Overview
ConstructConnect underwent a complex merger of four SaaS brands, requiring rapid alignment across visual identity, marketing systems, and customer-facing experiences. The goal was to move from fragmented brand expressions to a unified, scalable system that could support sales, marketing, and experiential needs without constant reinvention.
As Senior Visual Designer, I led the development of a cohesive brand and collateral system while partnering closely with sales, marketing, UX, and external vendors to ensure consistency across every touchpoint.
Challenge
Following multiple acquisitions, ConstructConnect was operating with four distinct SaaS brand identities that lacked cohesion. Marketing output had become fragmented, relying heavily on one-off microsites and ad hoc assets that created inefficiency and diluted brand clarity.
Internally, teams were often misaligned on messaging and visual storytelling, leading to duplicated work and inconsistent execution. These issues were especially visible in high-stakes environments like tradeshows, where the existing booth experience failed to reflect the scale or credibility of the combined organization.
Process
The work began by identifying where inefficiencies and inconsistencies were slowing teams down. I conducted interviews with sales, marketing, and customer success stakeholders to understand how collateral was being used in practice and where gaps were creating friction.
From there, I mapped existing assets and workflows to identify opportunities to replace one-off deliverables with reusable systems. In collaboration with UX and marketing partners, I helped define a shared visual language that could function across multiple products while still allowing flexibility for specific use cases.
I then developed modular design systems for digital, print, and experiential applications, ensuring they could scale across campaigns and teams. To support execution, I worked closely with third-party vendors on video production and environmental design while also introducing more structured workflows that improved cross-functional alignment under tight timelines and budget constraints.
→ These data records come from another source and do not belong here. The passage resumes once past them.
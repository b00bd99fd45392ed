//! GTF line and attribute parser.

use crate::error::Error;
use crate::strand::Strand;

use super::entry::{Feature, GtfAttributes, GtfRecord};

/// Result of parsing a single GTF line.
#[derive(Debug)]
pub enum ParsedLine {
    Record(Box<GtfRecord>),
    Discarded,
    Comment,
}

/// Parse a single GTF line into a structured record.
pub fn parse_line(line: &str) -> Result<ParsedLine, Error> {
    if line.starts_with('#') {
        return Ok(ParsedLine::Comment);
    }
    let line = line.trim_end_matches(['\n', '\r']);
    if line.trim().is_empty() {
        return Ok(ParsedLine::Comment);
    }

    let columns: Vec<&str> = line.split('\t').collect();
    if columns.len() != 9 {
        return Err(Error::Parse(format!(
            "GTF line has {} columns, expected 9",
            columns.len()
        )));
    }

    // Column 3: only the gene-structure features are kept
    let Some(feature) = Feature::from_gtf(columns[2]) else {
        return Ok(ParsedLine::Discarded);
    };

    // Columns 4 & 5: 1-based closed on the wire
    let start: i64 = columns[3]
        .parse()
        .map_err(|e| Error::Parse(format!("invalid start '{}': {e}", columns[3])))?;
    let end: i64 = columns[4]
        .parse()
        .map_err(|e| Error::Parse(format!("invalid end '{}': {e}", columns[4])))?;
    if start < 1 || end < start {
        return Err(Error::Parse(format!("invalid coordinates {start}-{end}")));
    }

    let strand = Strand::from_gtf(columns[6]);

    // Column 8: frame
    let frame = match columns[7] {
        "." => None,
        f => Some(
            f.parse::<u8>()
                .ok()
                .filter(|v| *v < 3)
                .ok_or_else(|| Error::Parse(format!("invalid frame '{f}'")))?,
        ),
    };

    let attributes = parse_attributes(columns[8])?;
    if attributes.gene_id.is_empty() {
        return Err(Error::Parse("GTF record missing gene_id attribute".to_string()));
    }
    if attributes.transcript_id.is_empty() {
        return Err(Error::Parse(
            "GTF record missing transcript_id attribute".to_string(),
        ));
    }

    Ok(ParsedLine::Record(Box::new(GtfRecord {
        seqname: columns[0].to_string(),
        source: columns[1].to_string(),
        feature,
        start: start - 1,
        end,
        strand,
        frame,
        attributes,
    })))
}

/// Parse GTF column 9: `key "value";` pairs. Unquoted values are accepted.
pub fn parse_attributes(attrs_str: &str) -> Result<GtfAttributes, Error> {
    let mut attrs = GtfAttributes::default();
    let mut fallback_name: Option<String> = None;

    for pair in split_pairs(attrs_str) {
        let pair = pair.trim();
        if pair.is_empty() {
            continue;
        }

        let (key, value) = pair
            .split_once(char::is_whitespace)
            .ok_or_else(|| Error::Parse(format!("attribute missing value: '{pair}'")))?;
        let value = unquote(value.trim())?;

        match key {
            "gene_id" => attrs.gene_id = value,
            "transcript_id" => attrs.transcript_id = value,
            "gene_name" => attrs.gene_name = Some(value),
            // Some sources use `gene` in place of `gene_name`
            "gene" => fallback_name = Some(value),
            "gene_type" | "gene_biotype" => attrs.gene_biotype = Some(value),
            "gene_status" => attrs.gene_status = Some(value),
            "transcript_type" | "transcript_biotype" => attrs.transcript_biotype = Some(value),
            "protein_id" => attrs.protein_id = Some(value),
            "tag" => {
                attrs.tags.insert(value.clone());
                attrs.extra.push((key.to_string(), value));
            }
            _ => attrs.extra.push((key.to_string(), value)),
        }
    }

    if attrs.gene_name.is_none() {
        attrs.gene_name = fallback_name;
    }
    Ok(attrs)
}

/// Split on `;` outside double quotes.
fn split_pairs(s: &str) -> Vec<&str> {
    let mut pairs = Vec::new();
    let mut in_quotes = false;
    let mut last = 0;
    for (i, c) in s.char_indices() {
        match c {
            '"' => in_quotes = !in_quotes,
            ';' if !in_quotes => {
                pairs.push(&s[last..i]);
                last = i + 1;
            }
            _ => {}
        }
    }
    pairs.push(&s[last..]);
    pairs
}

fn unquote(value: &str) -> Result<String, Error> {
    match value.strip_prefix('"') {
        Some(rest) => rest
            .strip_suffix('"')
            .map(str::to_string)
            .ok_or_else(|| Error::Parse(format!("unterminated quoted value: '{value}'"))),
        None => Ok(value.to_string()),
    }
}
use super::ast::SampleSet;

/// Extracts the sample values of a relation's `@integer` and `@decimal`
/// clauses.
///
/// Values are kept as written. Ellipses and range tildes are dropped, so
/// `"@integer 2~4, 22~24, …"` yields `2, 4, 22, 24`.
///
/// ```
/// use cldr_plural::parser::parse_samples;
///
/// let samples = parse_samples("i = 1 and v = 0 @integer 1 @decimal 0.0~1.5, 10.0");
/// assert_eq!(samples.integers, vec!["1"]);
/// assert_eq!(samples.decimals, vec!["0.0", "1.5", "10.0"]);
/// ```
pub fn parse_samples(relation: &str) -> SampleSet {
    let mut samples = SampleSet::default();
    for clause in relation.split('@').skip(1) {
        if let Some(values) = clause.strip_prefix("integer") {
            samples.integers.extend(split_values(values));
        } else if let Some(values) = clause.strip_prefix("decimal") {
            samples.decimals.extend(split_values(values));
        }
    }
    samples
}

/// Splits a sample list into value runs.
///
/// A run starts at a digit or `.` and ends at a space, `,` or `~`. Other
/// characters inside a run are kept (compact exponents like `1c6`); outside
/// a run they are skipped.
pub(crate) fn split_values(input: &str) -> Vec<String> {
    let mut values = Vec::new();
    let mut start = None;

    for (idx, c) in input.char_indices() {
        match c {
            '0'..='9' | '.' => {
                start.get_or_insert(idx);
            }
            ' ' | ',' | '~' => {
                if let Some(pos) = start.take() {
                    values.push(input[pos..idx].to_string());
                }
            }
            _ => {}
        }
    }

    if let Some(pos) = start {
        values.push(input[pos..].to_string());
    }
    values
}

#[cfg(test)]
mod tests {
    use super::*;

    #[test]
    fn splits_ranges_and_drops_ellipsis() {
        assert_eq!(
            split_values(" 2~4, 22~24, 32~34, …"),
            vec!["2", "4", "22", "24", "32", "34"]
        );
    }

    #[test]
    fn keeps_compact_exponents() {
        assert_eq!(
            split_values(" 1000000, 1c6, 2c6, …"),
            vec!["1000000", "1c6", "2c6"]
        );
    }

    #[test]
    fn relation_without_samples_is_empty() {
        assert!(parse_samples("n = 1").is_empty());
        assert!(parse_samples("").is_empty());
    }

    #[test]
    fn other_category_samples() {
        let samples = parse_samples(" @integer 0, 2~16, 100, 1000, … @decimal 0.0~1.5, 10.0, …");
        assert_eq!(samples.integers, vec!["0", "2", "16", "100", "1000"]);
        assert_eq!(samples.decimals, vec!["0.0", "1.5", "10.0"]);
    }
}
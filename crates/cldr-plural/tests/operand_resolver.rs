//! Integration tests for operand resolution.

use cldr_plural::compiler::{Extraction, NoFractionSource, resolve};
use cldr_plural::parser::parse_relation;
use cldr_plural::{ModuloVar, Operand, OperandSet, Preamble, Predicate, compile_relation};

/// Compiles the relations as if they were the categories of one locale.
fn preamble(relations: &[&str]) -> Preamble {
    let mut predicates: Vec<Predicate> = Vec::new();
    let mut modulo_vars: Vec<ModuloVar> = Vec::new();
    for text in relations {
        let relation = parse_relation(text).unwrap();
        for var in relation.modulo_vars.iter().copied() {
            if !modulo_vars.contains(&var) {
                modulo_vars.push(var);
            }
        }
        predicates.push(compile_relation(&relation, false));
    }
    resolve(&predicates, &modulo_vars)
}

fn operands(ops: &[Operand]) -> OperandSet {
    ops.iter().copied().collect()
}

// =============================================================================
// Integer-only rule sets
// =============================================================================

#[test]
fn integer_and_absolute_value_only() {
    let preamble = preamble(&["i = 0 or n = 1"]);
    assert_eq!(
        preamble.extraction,
        Extraction::Direct {
            operands: operands(&[Operand::N, Operand::I])
        }
    );
    assert!(!preamble.uses_fraction_digits());
    assert_eq!(preamble.no_fraction, None);
    assert_eq!(preamble.statements(), vec!["n := abs(value)", "i := trunc(n)"]);
}

#[test]
fn no_fraction_flag_from_rounding() {
    let preamble = preamble(&["n = 0", "n = 1", "n = 2", "n % 100 = 3..10", "n % 100 = 11..99"]);
    assert_eq!(preamble.no_fraction, Some(NoFractionSource::Rounding));
    insta::assert_snapshot!(preamble, @r"
    n := abs(value)
    p := round(n) == n
    n100 := mod(n, 100)
    ");
}

#[test]
fn no_fraction_flag_from_integer_equality() {
    let preamble = preamble(&["i = 0 or n = 2..4"]);
    assert_eq!(preamble.no_fraction, Some(NoFractionSource::IntegerEquality));
    assert_eq!(
        preamble.statements(),
        vec!["n := abs(value)", "i := trunc(n)", "p := i == n"]
    );
}

#[test]
fn modulo_base_read_inline_when_not_bound() {
    let preamble = preamble(&["i % 10 = 1 and i % 100 != 11", "i % 10 = 2 and i % 100 != 12"]);
    assert_eq!(preamble.extraction, Extraction::None);
    assert!(preamble.modulo.iter().all(|assignment| assignment.inline));
    assert_eq!(
        preamble.statements(),
        vec![
            "i10 := trunc(abs(value)) % 10",
            "i100 := trunc(abs(value)) % 100"
        ]
    );

    let preamble = self::preamble(&["n % 10 = 1"]);
    assert_eq!(preamble.statements(), vec!["n10 := mod(abs(value), 10)"]);
}

#[test]
fn modulo_base_bound_when_referenced() {
    let preamble = preamble(&["i = 1 or i % 10 = 2"]);
    assert_eq!(
        preamble.statements(),
        vec!["i := trunc(abs(value))", "i10 := i % 10"]
    );
}

// =============================================================================
// Fraction digits
// =============================================================================

#[test]
fn fraction_digits_bind_only_live_operands() {
    let preamble = preamble(&[
        "i = 1 and v = 0",
        "n % 10 = 1 and n % 100 != 11",
        "n % 10 = 2 and n % 100 != 12",
        "n % 10 = 3 and n % 100 != 13",
    ]);
    assert!(preamble.uses_fraction_digits());
    insta::assert_snapshot!(preamble, @r"
    _, i, n, v, _, _ := digits(value)
    n10 := mod(n, 10)
    n100 := mod(n, 100)
    ");
}

#[test]
fn no_fraction_flag_from_w_when_digits_are_extracted() {
    let preamble = preamble(&[
        "n % 10 = 1 and n % 100 != 11..19",
        "n % 10 = 2..9 and n % 100 != 11..19",
        "f != 0",
    ]);
    assert_eq!(preamble.no_fraction, Some(NoFractionSource::FractionDigits));
    assert!(preamble.bound().contains(Operand::W));
    insta::assert_snapshot!(preamble, @r"
    f, _, n, _, _, w := digits(value)
    p := w == 0
    n10 := mod(n, 10)
    n100 := mod(n, 100)
    ");
}

#[test]
fn fractional_modulo_base_requests_digits() {
    let preamble = preamble(&["v = 0 and i % 10 = 1 or f % 10 = 1"]);
    assert_eq!(
        preamble.extraction,
        Extraction::Digits {
            operands: operands(&[Operand::I, Operand::V, Operand::F])
        }
    );
    assert_eq!(
        preamble.statements(),
        vec!["f, i, _, v, _, _ := digits(value)", "i10 := i % 10", "f10 := f % 10"]
    );
}

// =============================================================================
// Modulo dedup
// =============================================================================

#[test]
fn shared_modulo_var_is_derived_once() {
    let preamble = preamble(&[
        "v = 0 and i % 10 = 1 and i % 100 != 11",
        "v = 0 and i % 10 = 2..4 and i % 100 != 12..14",
        "v = 0 and i % 10 = 0 or v = 0 and i % 10 = 5..9 or v = 0 and i % 100 = 11..14",
    ]);
    let statements = preamble.statements();
    assert_eq!(
        statements
            .iter()
            .filter(|s| s.starts_with("i10 :="))
            .count(),
        1
    );
    assert_eq!(
        statements,
        vec![
            "_, i, _, v, _, _ := digits(value)",
            "i10 := i % 10",
            "i100 := i % 100"
        ]
    );
}

// =============================================================================
// Degenerate and serialized forms
// =============================================================================

#[test]
fn no_predicates_need_nothing() {
    let preamble = resolve(Vec::<&Predicate>::new(), &[]);
    assert!(preamble.is_empty());
    assert!(preamble.statements().is_empty());
}

#[test]
fn preamble_serializes_structurally() {
    let preamble = preamble(&["n % 100 = 3..10"]);
    let json = serde_json::to_value(&preamble).unwrap();
    assert_eq!(
        json,
        serde_json::json!({
            "extraction": { "kind": "direct", "operands": ["n"] },
            "no_fraction": "rounding",
            "modulo": [
                { "var": { "operand": "n", "modulus": 100 }, "inline": false }
            ]
        })
    );
}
Solution & Key Deliverables
The final solution was a unified brand and marketing system designed to support four previously disconnected SaaS products under one cohesive structure.
This included a modular collateral system that replaced inconsistent microsites and ad hoc marketing materials with reusable templates, significantly improving efficiency across teams. I also helped develop standardized sales and marketing assets that could be quickly adapted without sacrificing consistency.
To strengthen internal alignment, I contributed to the visualization of personas, journey maps, and user flows that helped teams operate from a shared understanding of the customer experience. On the experiential side, I redesigned the company’s 20 ft. x 20 ft. tradeshow booth into a premium, high-impact environment that better reflected the brand’s scale and value. Across these initiatives, I managed vendor relationships and supported budget oversight ranging from $10K to $250K depending on project scope.
Results
The shift to a system-based approach reduced redundant production work by eliminating the need for one-off assets, saving hundreds of hours across sales and marketing teams. The introduction of reusable templates and standardized workflows also significantly improved the speed and consistency of marketing output.
Internally, the shared design frameworks improved alignment between sales, marketing, and customer success, reducing friction in day-to-day execution. Externally, the redesigned tradeshow experience increased foot traffic by 30%, strengthening the company’s presence in a highly competitive industry environment.
Reflection
This project reinforced how impactful design becomes when it is treated as a system rather than a set of deliverables. The most meaningful outcome was not individual assets, but the infrastructure that enabled teams to move faster, communicate more clearly, and stay consistent under pressure.
It also clarified the role design plays in post-merger environments—not just as a visual layer, but as a stabilizing force that translates complexity into clarity and helps multiple organizations operate as one.